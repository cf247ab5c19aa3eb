use std::{fmt, str::FromStr};

use serde::{Deserialize, Deserializer, Serialize, Serializer};

use crate::{DeviceId, Oid};

/// Strictly increasing, per-store sequence number assigned by the sequencer.
pub type LogicalTimestamp = u64;

/// Per-object (or per-parent) version number assigned by the sequencer.
pub type Version = u64;

#[derive(Serialize, Deserialize, Clone, Copy, PartialEq, Eq, PartialOrd, Ord, Hash, Debug)]
#[serde(rename_all = "SCREAMING_SNAKE_CASE")]
pub enum ObjectType {
	File,
	Folder,
	/// Anchor of a shared folder, its identity is meaningful across devices.
	MountPoint,
}

impl ObjectType {
	#[must_use]
	pub const fn is_mount_point(self) -> bool {
		matches!(self, Self::MountPoint)
	}

	#[must_use]
	pub const fn is_file(self) -> bool {
		matches!(self, Self::File)
	}
}

impl fmt::Display for ObjectType {
	fn fmt(&self, f: &mut fmt::Formatter<'_>) -> fmt::Result {
		f.write_str(match self {
			Self::File => "file",
			Self::Folder => "folder",
			Self::MountPoint => "mount point",
		})
	}
}

#[derive(Serialize, Deserialize, Clone, Copy, PartialEq, Eq, Hash, Debug)]
#[serde(rename_all = "SCREAMING_SNAKE_CASE")]
pub enum TransformType {
	InsertChild,
	RenameChild,
	RemoveChild,
	UpdateContent,
	/// Anything this client does not understand, rejected when applied.
	#[serde(other)]
	Unknown,
}

impl fmt::Display for TransformType {
	fn fmt(&self, f: &mut fmt::Formatter<'_>) -> fmt::Result {
		f.write_str(match self {
			Self::InsertChild => "INSERT_CHILD",
			Self::RenameChild => "RENAME_CHILD",
			Self::RemoveChild => "REMOVE_CHILD",
			Self::UpdateContent => "UPDATE_CONTENT",
			Self::Unknown => "UNKNOWN",
		})
	}
}

#[derive(thiserror::Error, Debug)]
#[error("invalid content hash: {0}")]
pub struct InvalidContentHash(#[from] hex::FromHexError);

/// Content hash of a file branch, hex encoded on the wire.
#[derive(Clone, PartialEq, Eq, Hash, PartialOrd, Ord)]
pub struct ContentHash(Vec<u8>);

impl ContentHash {
	#[must_use]
	pub fn new(bytes: impl Into<Vec<u8>>) -> Self {
		Self(bytes.into())
	}

	#[must_use]
	pub fn as_bytes(&self) -> &[u8] {
		&self.0
	}
}

impl FromStr for ContentHash {
	type Err = InvalidContentHash;

	fn from_str(s: &str) -> Result<Self, Self::Err> {
		Ok(Self(hex::decode(s)?))
	}
}

impl fmt::Display for ContentHash {
	fn fmt(&self, f: &mut fmt::Formatter<'_>) -> fmt::Result {
		f.write_str(&hex::encode(&self.0))
	}
}

impl fmt::Debug for ContentHash {
	fn fmt(&self, f: &mut fmt::Formatter<'_>) -> fmt::Result {
		write!(f, "ContentHash({self})")
	}
}

impl Serialize for ContentHash {
	fn serialize<S: Serializer>(&self, serializer: S) -> Result<S::Ok, S::Error> {
		serializer.serialize_str(&hex::encode(&self.0))
	}
}

impl<'de> Deserialize<'de> for ContentHash {
	fn deserialize<D: Deserializer<'de>>(deserializer: D) -> Result<Self, D::Error> {
		let s = String::deserialize(deserializer)?;
		s.parse().map_err(serde::de::Error::custom)
	}
}

/// One authoritative, ordered operation on a store's namespace.
///
/// For the three child operations `oid` is the parent and `child` the object
/// being positioned. For [`TransformType::UpdateContent`] `oid` is the file
/// itself and the child fields are absent.
#[derive(Serialize, Deserialize, Clone, PartialEq, Eq, Debug)]
#[serde(rename_all = "camelCase")]
pub struct Transform {
	pub oid: Oid,
	pub transform_type: TransformType,
	#[serde(default, skip_serializing_if = "Option::is_none")]
	pub child: Option<Oid>,
	#[serde(default, skip_serializing_if = "Option::is_none")]
	pub child_name: Option<String>,
	#[serde(default, skip_serializing_if = "Option::is_none")]
	pub child_object_type: Option<ObjectType>,
	pub new_version: Version,
	pub logical_timestamp: LogicalTimestamp,
	pub originator: DeviceId,
	#[serde(default, skip_serializing_if = "Option::is_none")]
	pub content_hash: Option<ContentHash>,
	#[serde(default, skip_serializing_if = "Option::is_none")]
	pub content_size: Option<u64>,
}

impl Transform {
	#[allow(clippy::too_many_arguments)]
	fn meta(
		transform_type: TransformType,
		parent: Oid,
		child: Oid,
		name: Option<String>,
		object_type: Option<ObjectType>,
		new_version: Version,
		logical_timestamp: LogicalTimestamp,
		originator: DeviceId,
	) -> Self {
		Self {
			oid: parent,
			transform_type,
			child: Some(child),
			child_name: name,
			child_object_type: object_type,
			new_version,
			logical_timestamp,
			originator,
			content_hash: None,
			content_size: None,
		}
	}

	#[must_use]
	pub fn insert_child(
		parent: Oid,
		child: Oid,
		name: impl Into<String>,
		object_type: ObjectType,
		new_version: Version,
		logical_timestamp: LogicalTimestamp,
		originator: DeviceId,
	) -> Self {
		Self::meta(
			TransformType::InsertChild,
			parent,
			child,
			Some(name.into()),
			Some(object_type),
			new_version,
			logical_timestamp,
			originator,
		)
	}

	#[must_use]
	pub fn rename_child(
		parent: Oid,
		child: Oid,
		name: impl Into<String>,
		new_version: Version,
		logical_timestamp: LogicalTimestamp,
		originator: DeviceId,
	) -> Self {
		Self::meta(
			TransformType::RenameChild,
			parent,
			child,
			Some(name.into()),
			None,
			new_version,
			logical_timestamp,
			originator,
		)
	}

	#[must_use]
	pub fn remove_child(
		parent: Oid,
		child: Oid,
		new_version: Version,
		logical_timestamp: LogicalTimestamp,
		originator: DeviceId,
	) -> Self {
		Self::meta(
			TransformType::RemoveChild,
			parent,
			child,
			None,
			None,
			new_version,
			logical_timestamp,
			originator,
		)
	}

	#[must_use]
	pub fn update_content(
		oid: Oid,
		hash: ContentHash,
		size: u64,
		new_version: Version,
		logical_timestamp: LogicalTimestamp,
		originator: DeviceId,
	) -> Self {
		Self {
			oid,
			transform_type: TransformType::UpdateContent,
			child: None,
			child_name: None,
			child_object_type: None,
			new_version,
			logical_timestamp,
			originator,
			content_hash: Some(hash),
			content_size: Some(size),
		}
	}
}

/// Response body of `GET /transforms/{storeRootId}`.
///
/// A missing or empty `transforms` list means the client is caught up.
#[derive(Serialize, Deserialize, Clone, PartialEq, Eq, Debug, Default)]
#[serde(rename_all = "camelCase")]
pub struct TransformPage {
	pub max_transform_count: u64,
	#[serde(default, skip_serializing_if = "Option::is_none")]
	pub transforms: Option<Vec<Transform>>,
}

impl TransformPage {
	#[must_use]
	pub fn transforms(&self) -> &[Transform] {
		self.transforms.as_deref().unwrap_or_default()
	}

	#[must_use]
	pub fn into_transforms(self) -> Vec<Transform> {
		self.transforms.unwrap_or_default()
	}

	#[must_use]
	pub fn is_caught_up(&self) -> bool {
		self.transforms().is_empty()
	}
}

:: Work instructions ::
Each entry needs to be copied out exactly as written.

:: Completed task ::
repository cf247ab5c19aa3eb
use std::{fmt, str::FromStr};

use serde::{Deserialize, Deserializer, Serialize, Serializer};

use crate::{DeviceId, Oid};

/// Strictly increasing, per-store sequence number assigned by the sequencer.
pub type LogicalTimestamp = u64;

/// Per-object (or per-parent) version number assigned by the sequencer.
pub type Version = u64;

#[derive(Serialize, Deserialize, Clone, Copy, PartialEq, Eq, PartialOrd, Ord, Hash, Debug)]
#[serde(rename_all = "SCREAMING_SNAKE_CASE")]
pub enum ObjectType {
	File,
	Folder,
	/// Anchor of a shared folder, its identity is meaningful across devices.
	MountPoint,
}

impl ObjectType {
	#[must_use]
	pub const fn is_mount_point(self) -> bool {
		matches!(self, Self::MountPoint)
	}

	#[must_use]
	pub const fn is_file(self) -> bool {
		matches!(self, Self::File)
	}
}

impl fmt::Display for ObjectType {
	fn fmt(&self, f: &mut fmt::Formatter<'_>) -> fmt::Result {
		f.write_str(match self {
			Self::File => "file",
			Self::Folder => "folder",
			Self::MountPoint => "mount point",
		})
	}
}

#[derive(Serialize, Deserialize, Clone, Copy, PartialEq, Eq, Hash, Debug)]
#[serde(rename_all = "SCREAMING_SNAKE_CASE")]
pub enum TransformType {
	InsertChild,
	RenameChild,
	RemoveChild,
	UpdateContent,
	/// Anything this client does not understand, rejected when applied.
	#[serde(other)]
	Unknown,
}

impl fmt::Display for TransformType {
	fn fmt(&self, f: &mut fmt::Formatter<'_>) -> fmt::Result {
		f.write_str(match self {
			Self::InsertChild => "INSERT_CHILD",
			Self::RenameChild => "RENAME_CHILD",
			Self::RemoveChild => "REMOVE_CHILD",
			Self::UpdateContent => "UPDATE_CONTENT",
			Self::Unknown => "UNKNOWN",
		})
	}
}

#[derive(thiserror::Error, Debug)]
#[error("invalid content hash: {0}")]
pub struct InvalidContentHash(#[from] hex::FromHexError);

/// Content hash of a file branch, hex encoded on the wire.
#[derive(Clone, PartialEq, Eq, Hash, PartialOrd, Ord)]
pub struct ContentHash(Vec<u8>);

impl ContentHash {
	#[must_use]
	pub fn new(bytes: impl Into<Vec<u8>>) -> Self {
		Self(bytes.into())
	}

	#[must_use]
	pub fn as_bytes(&self) -> &[u8] {
		&self.0
	}
}

impl FromStr for ContentHash {
	type Err = InvalidContentHash;

	fn from_str(s: &str) -> Result<Self, Self::Err> {
		Ok(Self(hex::decode(s)?))
	}
}

impl fmt::Display for ContentHash {
	fn fmt(&self, f: &mut fmt::Formatter<'_>) -> fmt::Result {
		f.write_str(&hex::encode(&self.0))
	}
}

impl fmt::Debug for ContentHash {
	fn fmt(&self, f: &mut fmt::Formatter<'_>) -> fmt::Result {
		write!(f, "ContentHash({self})")
	}
}

impl Serialize for ContentHash {
	fn serialize<S: Serializer>(&self, serializer: S) -> Result<S::Ok, S::Error> {
		serializer.serialize_str(&hex::encode(&self.0))
	}
}

impl<'de> Deserialize<'de> for ContentHash {
	fn deserialize<D: Deserializer<'de>>(deserializer: D) -> Result<Self, D::Error> {
		let s = String::deserialize(deserializer)?;
		s.parse().map_err(serde::de::Error::custom)
	}
}

/// One authoritative, ordered operation on a store's namespace.
///
/// For the three child operations `oid` is the parent and `child` the object
/// being positioned. For [`TransformType::UpdateContent`] `oid` is the file
/// itself and the child fields are absent.
#[derive(Serialize, Deserialize, Clone, PartialEq, Eq, Debug)]
#[serde(rename_all = "camelCase")]
pub struct Transform {
	pub oid: Oid,
	pub transform_type: TransformType,
	#[serde(default, skip_serializing_if = "Option::is_none")]
	pub child: Option<Oid>,
	#[serde(default, skip_serializing_if = "Option::is_none")]
	pub child_name: Option<String>,
	#[serde(default, skip_serializing_if = "Option::is_none")]
	pub child_object_type: Option<ObjectType>,
	pub new_version: Version,
	pub logical_timestamp: LogicalTimestamp,
	pub originator: DeviceId,
	#[serde(default, skip_serializing_if = "Option::is_none")]
	pub content_hash: Option<ContentHash>,
	#[serde(default, skip_serializing_if = "Option::is_none")]
	pub content_size: Option<u64>,
}

impl Transform {
	#[allow(clippy::too_many_arguments)]
	fn meta(
		transform_type: TransformType,
		parent: Oid,
		child: Oid,
		name: Option<String>,
		object_type: Option<ObjectType>,
		new_version: Version,
		logical_timestamp: LogicalTimestamp,
		originator: DeviceId,
	) -> Self {
		Self {
			oid: parent,
			transform_type,
			child: Some(child),
			child_name: name,
			child_object_type: object_type,
			new_version,
			logical_timestamp,
			originator,
			content_hash: None,
			content_size: None,
		}
	}

	#[must_use]
	pub fn insert_child(
		parent: Oid,
		child: Oid,
		name: impl Into<String>,
		object_type: ObjectType,
		new_version: Version,
		logical_timestamp: LogicalTimestamp,
		originator: DeviceId,
	) -> Self {
		Self::meta(
			TransformType::InsertChild,
			parent,
			child,
			Some(name.into()),
			Some(object_type),
			new_version,
			logical_timestamp,
			originator,
		)
	}

	#[must_use]
	pub fn rename_child(
		parent: Oid,
		child: Oid,
		name: impl Into<String>,
		new_version: Version,
		logical_timestamp: LogicalTimestamp,
		originator: DeviceId,
	) -> Self {
		Self::meta(
			TransformType::RenameChild,
			parent,
			child,
			Some(name.into()),
			None,
			new_version,
			logical_timestamp,
			originator,
		)
	}

	#[must_use]
	pub fn remove_child(
		parent: Oid,
		child: Oid,
		new_version: Version,
		logical_timestamp: LogicalTimestamp,
		originator: DeviceId,
	) -> Self {
		Self::meta(
			TransformType::RemoveChild,
			parent,
			child,
			None,
			None,
			new_version,
			logical_timestamp,
			originator,
		)
	}

	#[must_use]
	pub fn update_content(
		oid: Oid,
		hash: ContentHash,
		size: u64,
		new_version: Version,
		logical_timestamp: LogicalTimestamp,
		originator: DeviceId,
	) -> Self {
		Self {
			oid,
			transform_type: TransformType::UpdateContent,
			child: None,
			child_name: None,
			child_object_type: None,
			new_version,
			logical_timestamp,
			originator,
			content_hash: Some(hash),
			content_size: Some(size),
		}
	}
}

/// Response body of `GET /transforms/{storeRootId}`.
///
/// A missing or empty `transforms` list means the client is caught up.
#[derive(Serialize, Deserialize, Clone, PartialEq, Eq, Debug, Default)]
#[serde(rename_all = "camelCase")]
pub struct TransformPage {
	pub max_transform_count: u64,
	#[serde(default, skip_serializing_if = "Option::is_none")]
	pub transforms: Option<Vec<Transform>>,
}

impl TransformPage {
	#[must_use]
	pub fn transforms(&self) -> &[Transform] {
		self.transforms.as_deref().unwrap_or_default()
	}

	#[must_use]
	pub fn into_transforms(self) -> Vec<Transform> {
		self.transforms.unwrap_or_default()
	}

	#[must_use]
	pub fn is_caught_up(&self) -> bool {
		self.transforms().is_empty()
	}
}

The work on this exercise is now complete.